Let’s imagine we want to seperate the role of Authorization rule definers from the programmers. Although, it is possible now, to implement IMetadataTypeProvider to load some external dll, but it is still bound to types which is not really necessary.
This means, the Grant and Deny attributes should not be limited to be attributes. It is possible with a small re factoring of the current code.
Let’s define a rule provider: IAuthorizationRuleProvider which retrieves rules for a given object. Grant and Deny are IPrincipalAuthorizer.

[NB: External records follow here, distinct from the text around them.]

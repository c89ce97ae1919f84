use lazy_static::lazy_static;
use regex::Regex;
use serde_json::Value;

use super::HoursError;

/// Minutes since local midnight, `0..=1439`.
pub type MinuteOfDay = u16;

pub const MINUTES_PER_DAY: u16 = 24 * 60;

lazy_static! {
    // `H:MM` / `HH:MM`, optionally followed by an AM/PM marker.
    static ref LENIENT_RE: Regex =
        Regex::new(r"^([0-9]{1,2}):([0-9]{2})(?:\s*([AaPp][Mm]))?$").unwrap();
    static ref STRICT_RE: Regex = Regex::new(r"^([01][0-9]|2[0-3]):([0-5][0-9])$").unwrap();
}

/// Reads a stored open/close time.
///
/// Accepts 24-hour `H:MM`/`HH:MM` and 12-hour `H:MM AM`/`HH:MM pm` (space
/// optional, marker case-insensitive). Records written before strict
/// validation existed may still hold the 12-hour form. Returns `None` for
/// anything else; callers must treat that as "unknown", never as midnight.
pub fn parse_time(text: &str) -> Option<MinuteOfDay> {
    let caps = LENIENT_RE.captures(text.trim())?;
    let hour: u16 = caps[1].parse().ok()?;
    let minute: u16 = caps[2].parse().ok()?;
    if minute > 59 {
        return None;
    }

    let hour = match caps.get(3).map(|m| m.as_str().to_ascii_uppercase()) {
        None if hour <= 23 => hour,
        None => return None,
        Some(_) if !(1..=12).contains(&hour) => return None,
        Some(meridiem) if meridiem == "AM" => hour % 12,
        Some(_) if hour == 12 => 12,
        Some(_) => hour + 12,
    };

    Some(hour * 60 + minute)
}

/// [`parse_time`] over a loosely typed JSON value. Non-strings never parse.
pub fn parse_time_value(value: &Value) -> Option<MinuteOfDay> {
    value.as_str().and_then(parse_time)
}

/// Writer-side check: only zero-padded 24-hour `HH:MM` passes.
pub fn validate_time_strict(field: &'static str, text: &str) -> Result<MinuteOfDay, HoursError> {
    let invalid = || HoursError::InvalidTime {
        field,
        value: text.to_string(),
    };
    let caps = STRICT_RE.captures(text).ok_or_else(invalid)?;
    let hour: u16 = caps[1].parse().map_err(|_| invalid())?;
    let minute: u16 = caps[2].parse().map_err(|_| invalid())?;
    Ok(hour * 60 + minute)
}

/// Canonical `HH:MM` rendering used when persisting validated hours.
pub fn format_minutes(minutes: MinuteOfDay) -> String {
    let minutes = minutes % MINUTES_PER_DAY;
    format!("{:02}:{:02}", minutes / 60, minutes % 60)
}

#[cfg(test)]
mod tests {
    use super::*;
    use serde_json::json;

    #[test]
    fn parses_every_24_hour_value() {
        for h in 0..24u16 {
            for m in 0..60u16 {
                let padded = format!("{:02}:{:02}", h, m);
                assert_eq!(parse_time(&padded), Some(h * 60 + m), "{padded}");
                let short = format!("{}:{:02}", h, m);
                assert_eq!(parse_time(&short), Some(h * 60 + m), "{short}");
            }
        }
    }

    #[test]
    fn parses_12_hour_values() {
        assert_eq!(parse_time("12:00 AM"), Some(0));
        assert_eq!(parse_time("12:30 am"), Some(30));
        assert_eq!(parse_time("12:00 PM"), Some(720));
        assert_eq!(parse_time("1:30 PM"), Some(810));
        assert_eq!(parse_time("01:30pm"), Some(810));
        assert_eq!(parse_time("11:59 PM"), Some(1439));
        assert_eq!(parse_time("9:15 Am"), Some(555));
    }

    #[test]
    fn every_12_hour_value_matches_its_24_hour_equivalent() {
        for h in 1..=12u16 {
            for m in [0u16, 1, 30, 59] {
                let am = format!("{}:{:02} AM", h, m);
                let pm = format!("{}:{:02} PM", h, m);
                assert_eq!(parse_time(&am), Some((h % 12) * 60 + m), "{am}");
                assert_eq!(parse_time(&pm), Some((h % 12 + 12) * 60 + m), "{pm}");
            }
        }
    }

    #[test]
    fn trims_surrounding_whitespace() {
        assert_eq!(parse_time("  09:00\n"), Some(540));
        assert_eq!(parse_time("\t7:05 PM "), Some(1145));
    }

    #[test]
    fn rejects_malformed_values() {
        for bad in [
            "", "   ", "25:00", "24:00", "13:00 AM", "0:30 PM", "9:5", "09:60", "9", "9:00:00",
            "123:00", "nine", "09:00 XM", "-1:00",
        ] {
            assert_eq!(parse_time(bad), None, "{bad:?} should not parse");
        }
    }

    #[test]
    fn non_string_values_do_not_parse() {
        assert_eq!(parse_time_value(&json!(540)), None);
        assert_eq!(parse_time_value(&json!(null)), None);
        assert_eq!(parse_time_value(&json!(["09:00"])), None);
        assert_eq!(parse_time_value(&json!("09:00")), Some(540));
    }

    #[test]
    fn strict_validation_only_accepts_padded_24_hour() {
        assert_eq!(validate_time_strict("openTime", "00:00"), Ok(0));
        assert_eq!(validate_time_strict("openTime", "23:59"), Ok(1439));
        for bad in ["9:00", "09:00 AM", " 09:00", "24:00", "12:60", ""] {
            assert_eq!(
                validate_time_strict("closeTime", bad),
                Err(HoursError::InvalidTime {
                    field: "closeTime",
                    value: bad.to_string()
                }),
                "{bad:?}"
            );
        }
    }

    #[test]
    fn formats_canonical_time() {
        assert_eq!(format_minutes(0), "00:00");
        assert_eq!(format_minutes(810), "13:30");
        assert_eq!(format_minutes(1439), "23:59");
    }
}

We can give the IAuthorizationRuleProvider instead of to IMetadataProvier to the methods in PermissionHelper.
Then we need to define the AttributeAuthorizationRuleProvider which has a method GetAuthorizers and relies on an IMetadataProvider.
public class AttributeAuthorizationRuleProvider<T> : IAuthorizationRuleProvider { private MetadataProvider _metadataProvider; public AttributeAuthorizatonRuleProvider(MetadataProvider meta) { _metadataProvider = meta; } public IEnumerable<IPrincipalAuthorizer<T>> GetAuthorizers(Type type) { var meta = metadataProvider.GetMetadataType(type); //Get all attributes for the type return meta.GetCustomAttributes(false).OfType<IPrincipalAuthorizer<Permission>>(); } }
We later need an AuthorizationContext as a singleton like:
public class AuthorizationContext { IMetadataProvider _metadataProvider; IAuthorizationRuleProvider _authorizationRuleProvider; public AuthorizationContext(IMetadataProvider meta, IAuthorizationRuleProvider rule) { _metadataProvider = meta; _authorizationRuleProvider = rule; } //Wrap all the methods in Permission Helper. }
Later, we can define a new authorizationRuleProvider called SqlAurhorizationRuleProvider that uses database for authorization rule and in database we can have a table like:
TABLE Authorizations (AuthID, Type, Property)
TABLE AuthorizationRules (RuleID, AuthID, RuleType (Grand/Deny/Custom), ConditionCode, ConditionQuery)
TABLE AuthorizationRuleAssignments (RuleID, Role)
In my providers I avoid using the traditional Provider model because the complexity is not required here and using IoC and a Context object, eliminates the role of Manager for every single provider.